From the data below, return all lines holding the string "Clone".

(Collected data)
· · ·

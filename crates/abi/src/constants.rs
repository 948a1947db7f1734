// SPDX-License-Identifier: MIT
// Copyright (c) 2025 ReifyDB

//! Visibility codes written to `eWithin` by a query callback

/// The node or entry is entirely outside the query region and is pruned
pub const NOT_WITHIN: i32 = 0;

/// The node or entry overlaps the query region
pub const PARTLY_WITHIN: i32 = 1;

/// The node or entry is entirely inside the query region
pub const FULLY_WITHIN: i32 = 2;
// SPDX-License-Identifier: AGPL-3.0-or-later
// Copyright (c) 2025 ReifyDB

/// Where the `parameters` argument of a call is read from
#[derive(Debug, Clone, Copy, Default, PartialEq, Eq)]
pub enum ParameterSource {
	/// The original SQL values of the query function arguments
	#[default]
	SqlValues,
	/// The arguments as doubles, as SQLite before 3.8.11 supplied them
	Doubles,
}

/// Configuration of a registered query function.
#[derive(Debug, Clone, Default)]
pub struct BridgeConfig {
	pub parameter_source: ParameterSource,
}

impl BridgeConfig {
	pub fn new() -> Self {
		Self::default()
	}

	pub fn parameter_source(mut self, source: ParameterSource) -> Self {
		self.parameter_source = source;
		self
	}
}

· · ·

> **Solved problem**
#[derive(Debug, Clone, Copy, Default, PartialEq, Eq)]
#[derive(Debug, Clone, Default)]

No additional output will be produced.